[EXERCISE DIRECTIONS] Wherever the word "bail" appears in a line of the records, copy that line.
Segment Start: SUPPLIED MATERIAL
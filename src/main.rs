//! HyperTrack
//!
//! Watches Hyperliquid wallets and mirrors their position changes on Lighter.

mod api;
mod bot;
mod db;
mod models;
mod notify;
mod tracker;
mod trading;

use std::sync::Arc;

use anyhow::{bail, Context, Result};
use clap::{Parser, Subcommand};
use rust_decimal::Decimal;
use rust_decimal_macros::dec;
use tracing::{info, Level};
use tracing_subscriber::FmtSubscriber;

use crate::api::{
    env_flag, ExecutionVenue, HyperliquidClient, LighterClient, LighterConfig, PaperVenue,
    RetryPolicy,
};
use crate::bot::{Bot, BotConfig};
use crate::db::Database;
use crate::models::{is_valid_address, short_address};
use crate::notify::{format_close_all, LogNotifier, Notifier, TelegramNotifier};
use crate::trading::{DecreaseMode, FollowConfig, FollowEngine, OrderExecutor, RatioMode};

/// Hyperliquid to Lighter copy-trading bot CLI.
#[derive(Parser)]
#[command(name = "hypertrack")]
#[command(about = "Mirror Hyperliquid wallet positions on Lighter", long_about = None)]
struct Cli {
    /// Database file path
    #[arg(short, long, env = "HYPERTRACK_DATABASE", default_value = "sqlite:./hypertrack.db?mode=rwc")]
    database: String,

    /// Log level (trace, debug, info, warn, error)
    #[arg(short, long, env = "HYPERTRACK_LOG_LEVEL", default_value = "info")]
    log_level: String,

    #[command(subcommand)]
    command: Commands,
}

#[derive(Subcommand)]
enum Commands {
    /// Start following tracked wallets
    Run {
        /// Polling interval in seconds
        #[arg(short, long, default_value = "2")]
        interval: u64,

        /// Fill orders on a paper ledger at live mid prices
        #[arg(long)]
        dry_run: bool,

        /// Starting paper balance in USD (dry run only)
        #[arg(long, default_value = "10000")]
        paper_balance: Decimal,

        /// Share of balance per opening follow, or "source" to use the wallet's own exposure
        #[arg(short, long, default_value = "0.1")]
        ratio: String,

        /// DECREASE sizing: half or proportional
        #[arg(long, default_value = "half")]
        decrease_mode: String,

        /// Default notional cap per follow (USD)
        #[arg(long, default_value = "1000")]
        max_position: Decimal,

        /// Default stop-loss ratio (0.0 to 1.0)
        #[arg(long, default_value = "0.5")]
        stop_loss: Decimal,

        /// Market order slippage cap (0.0 to 1.0)
        #[arg(long, default_value = "0.01")]
        slippage: Decimal,
    },

    /// Add a wallet to track
    Add {
        /// Hyperliquid wallet address
        address: String,

        /// Notional cap override (USD)
        #[arg(long)]
        max_position: Option<Decimal>,

        /// Stop-loss ratio override (0.0 to 1.0)
        #[arg(long)]
        stop_loss: Option<Decimal>,

        /// Display label
        #[arg(short, long)]
        nickname: Option<String>,
    },

    /// Stop tracking a wallet
    Remove {
        address: String,
    },

    /// Resume following a wallet
    Enable {
        address: String,
    },

    /// Keep a wallet tracked but ignore its events
    Disable {
        address: String,
    },

    /// List tracked wallets
    List,

    /// Show mirrored positions and their lock holders
    Positions {
        /// Also fetch positions from the Lighter account
        #[arg(long)]
        venue: bool,
    },

    /// Close every position on the Lighter account
    CloseAll,

    /// Show recent follow trades
    History {
        /// Only this symbol
        #[arg(short, long)]
        symbol: Option<String>,

        #[arg(short, long, default_value = "20")]
        limit: i64,
    },

    /// Show current configuration
    Config,
}

#[tokio::main]
async fn main() -> Result<()> {
    dotenvy::dotenv().ok();
    let cli = Cli::parse();

    // Setup logging
    let log_level = match cli.log_level.to_lowercase().as_str() {
        "trace" => Level::TRACE,
        "debug" => Level::DEBUG,
        "warn" => Level::WARN,
        "error" => Level::ERROR,
        _ => Level::INFO,
    };

    let subscriber = FmtSubscriber::builder()
        .with_max_level(log_level)
        .with_target(false)
        .finish();
    tracing::subscriber::set_global_default(subscriber)?;

    // Initialize database
    let db = Arc::new(Database::new(&cli.database).await?);

    match cli.command {
        Commands::Run {
            interval,
            dry_run,
            paper_balance,
            ratio,
            decrease_mode,
            max_position,
            stop_loss,
            slippage,
        } => {
            let ratio_mode = RatioMode::parse(&ratio)
                .with_context(|| format!("Invalid ratio '{}': use a fraction in (0, 1] or 'source'", ratio))?;
            let decrease_mode = DecreaseMode::parse(&decrease_mode)
                .with_context(|| format!("Invalid decrease mode '{}'", decrease_mode))?;
            check_ratio("stop-loss", stop_loss)?;
            check_ratio("slippage", slippage)?;

            let wallets = db.list_wallets(true).await?;
            if wallets.is_empty() {
                println!("No wallets being followed. Use 'hypertrack add <address>' first.");
                return Ok(());
            }

            let bot_config = BotConfig {
                poll_interval_secs: interval,
                dry_run,
                paper_balance,
                follow: FollowConfig {
                    ratio_mode,
                    default_max_position_usd: max_position,
                    default_stop_loss_ratio: stop_loss,
                    decrease_mode,
                    max_slippage: slippage,
                    ..Default::default()
                },
                database_url: cli.database.clone(),
            };

            let source = Arc::new(HyperliquidClient::new(env_flag("HYPERLIQUID_TESTNET", false))?);
            let venue = build_venue(dry_run, paper_balance)?;
            let notifier = build_notifier()?;

            println!("\n=== HyperTrack ===");
            println!("Polling interval: {}s", interval);
            println!("Mode: {}", if dry_run { "DRY RUN (paper fills)" } else { "LIVE TRADING" });
            println!("Followed wallets: {}", wallets.len());
            println!("\nPress Ctrl+C to stop.\n");

            let bot = Bot::new(bot_config, db.clone(), source, venue, notifier);
            if let Err(e) = bot.run().await {
                tracing::error!(error = %e, "Bot error");
            }
        }

        Commands::Add {
            address,
            max_position,
            stop_loss,
            nickname,
        } => {
            if !is_valid_address(&address) {
                bail!("Invalid wallet address: {}", address);
            }
            if let Some(ratio) = stop_loss {
                check_ratio("stop-loss", ratio)?;
            }

            let wallet = db
                .add_wallet(&address, max_position, stop_loss, nickname.as_deref())
                .await?;
            println!("Now tracking: {} ({})", wallet.address, wallet.display_name());
        }

        Commands::Remove { address } => {
            if db.remove_wallet(&address).await? {
                println!("Stopped tracking: {}", address);
            } else {
                println!("Wallet not tracked: {}", address);
            }
        }

        Commands::Enable { address } => {
            set_enabled(&db, &address, true).await?;
        }

        Commands::Disable { address } => {
            set_enabled(&db, &address, false).await?;
        }

        Commands::List => {
            let wallets = db.list_wallets(false).await?;

            if wallets.is_empty() {
                println!("No wallets being tracked. Use 'hypertrack add <address>' to add one.");
                return Ok(());
            }

            println!(
                "\n{:<44} {:<16} {:>8} {:>10} {:>8}",
                "ADDRESS", "NAME", "ENABLED", "MAX USD", "STOP"
            );
            println!("{}", "-".repeat(90));

            for wallet in wallets {
                println!(
                    "{:<44} {:<16} {:>8} {:>10} {:>8}",
                    wallet.address,
                    truncate(&wallet.display_name(), 14),
                    if wallet.enabled { "yes" } else { "no" },
                    or_default(wallet.max_position_usd),
                    or_default(wallet.stop_loss_ratio),
                );
            }
        }

        Commands::Positions { venue } => {
            let positions = db.list_mirrored_positions().await?;

            if positions.is_empty() {
                println!("No mirrored positions.");
            } else {
                println!(
                    "\n{:<8} {:<6} {:>14} {:>14} {:<16}",
                    "SYMBOL", "SIDE", "SIZE", "ENTRY", "HOLDER"
                );
                println!("{}", "-".repeat(62));
                for p in positions {
                    println!(
                        "{:<8} {:<6} {:>14} {:>14} {:<16}",
                        p.symbol,
                        p.side,
                        if p.is_pending() { "pending".to_string() } else { p.size.to_string() },
                        p.entry_price.round_dp(4),
                        short_address(&p.source_wallet),
                    );
                }
            }

            if venue {
                let client = LighterClient::new(&LighterConfig::from_env()?)?;
                let venue_positions = client.positions().await?;

                println!("\n--- Lighter positions ({}) ---", venue_positions.len());
                for p in venue_positions {
                    println!(
                        "  {} {} {} @ {} (P&L: ${:.2})",
                        p.symbol, p.side, p.size, p.entry_price, p.unrealized_pnl
                    );
                }
            }
        }

        Commands::CloseAll => {
            let venue: Arc<dyn ExecutionVenue> =
                Arc::new(LighterClient::new(&LighterConfig::from_env()?)?);
            let config = FollowConfig::default();
            let executor = Arc::new(OrderExecutor::new(venue, config.retry, config.max_slippage));
            let engine = FollowEngine::new(db.clone(), executor, config);

            info!("Closing all positions");
            let results = engine.close_all().await?;

            let message = format_close_all(&results);
            build_notifier()?.send(&message).await;
            println!("{}", message.replace('*', ""));
        }

        Commands::History { symbol, limit } => {
            let trades = db.recent_trades(symbol.as_deref(), limit).await?;

            if trades.is_empty() {
                println!("No trades recorded.");
                return Ok(());
            }

            println!(
                "\n{:<20} {:<8} {:<9} {:<5} {:>12} {:>12} {:<16}",
                "TIME", "SYMBOL", "KIND", "SIDE", "SIZE", "PRICE", "SOURCE"
            );
            println!("{}", "-".repeat(88));
            for t in trades {
                println!(
                    "{:<20} {:<8} {:<9} {:<5} {:>12} {:>12} {:<16}",
                    t.created_at.format("%Y-%m-%d %H:%M:%S"),
                    t.symbol,
                    t.kind,
                    t.side,
                    t.size,
                    t.price.round_dp(4),
                    short_address(&t.source_wallet),
                );
            }
        }

        Commands::Config => {
            let config = BotConfig::default();
            let follow = &config.follow;
            let retry = RetryPolicy::default();

            println!("\n=== Follow Configuration ===\n");
            println!("Sizing:");
            match follow.ratio_mode {
                RatioMode::Fixed(ratio) => {
                    println!("  Position Ratio:       {}% of balance", ratio * dec!(100))
                }
                RatioMode::SourceExposure => println!("  Position Ratio:       source exposure"),
            }
            println!("  Max Position:         ${}", follow.default_max_position_usd);
            println!("  Decrease Mode:        {:?}", follow.decrease_mode);
            println!("  Balance Cache:        {}s", follow.balance_ttl.as_secs());

            println!("\nRisk:");
            println!("  Stop Loss:            {}%", follow.default_stop_loss_ratio * dec!(100));
            println!("  Max Slippage:         {}%", follow.max_slippage * dec!(100));

            println!("\nExecution:");
            println!("  Retry Attempts:       {}", retry.max_attempts);
            println!("  Retry Delay:          {}s", retry.delay.as_secs());
            println!("  Poll Interval:        {}s", config.poll_interval_secs);

            println!("\nEnvironment:");
            println!("  Hyperliquid Testnet:  {}", env_flag("HYPERLIQUID_TESTNET", false));
            println!("  Lighter Testnet:      {}", env_flag("LIGHTER_TESTNET", true));
            println!(
                "  Lighter Credentials:  {}",
                if LighterConfig::from_env().is_ok() { "configured" } else { "missing" }
            );
            println!(
                "  Telegram:             {}",
                if TelegramNotifier::from_env()?.is_some() { "configured" } else { "log only" }
            );
        }
    }

    Ok(())
}

/// Live Lighter client, or a paper ledger quoting from Lighter's public book.
fn build_venue(dry_run: bool, paper_balance: Decimal) -> Result<Arc<dyn ExecutionVenue>> {
    if dry_run {
        let quotes = LighterClient::quotes_only(env_flag("LIGHTER_TESTNET", true))?;
        let paper: Arc<dyn ExecutionVenue> = Arc::new(PaperVenue::new(Arc::new(quotes), paper_balance));
        return Ok(paper);
    }

    let config = LighterConfig::from_env()?;
    info!(testnet = config.testnet, "Lighter client initialized");
    let live: Arc<dyn ExecutionVenue> = Arc::new(LighterClient::new(&config)?);
    Ok(live)
}

fn build_notifier() -> Result<Arc<dyn Notifier>> {
    let notifier: Arc<dyn Notifier> = match TelegramNotifier::from_env()? {
        Some(telegram) => Arc::new(telegram),
        None => Arc::new(LogNotifier),
    };
    Ok(notifier)
}

async fn set_enabled(db: &Database, address: &str, enabled: bool) -> Result<()> {
    if db.set_wallet_enabled(address, enabled).await? {
        println!("{} {}", if enabled { "Enabled" } else { "Disabled" }, address);
    } else {
        println!("Wallet not tracked: {}", address);
    }
    Ok(())
}

fn check_ratio(name: &str, value: Decimal) -> Result<()> {
    if value <= Decimal::ZERO || value > Decimal::ONE {
        bail!("{} must be in (0, 1], got {}", name, value);
    }
    Ok(())
}

fn or_default(value: Option<Decimal>) -> String {
    value.map(|v| v.to_string()).unwrap_or_else(|| "default".to_string())
}

fn truncate(s: &str, max_len: usize) -> String {
    if s.len() <= max_len {
        s.to_string()
    } else {
        format!("{}...", &s[..max_len - 3])
    }
}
Segment End: SUPPLIED MATERIAL
[ANSWER TO THE PROBLEM]
use anyhow::{bail, Context, Result};
                bail!("Invalid wallet address: {}", address);
        bail!("{} must be in (0, 1], got {}", name, value);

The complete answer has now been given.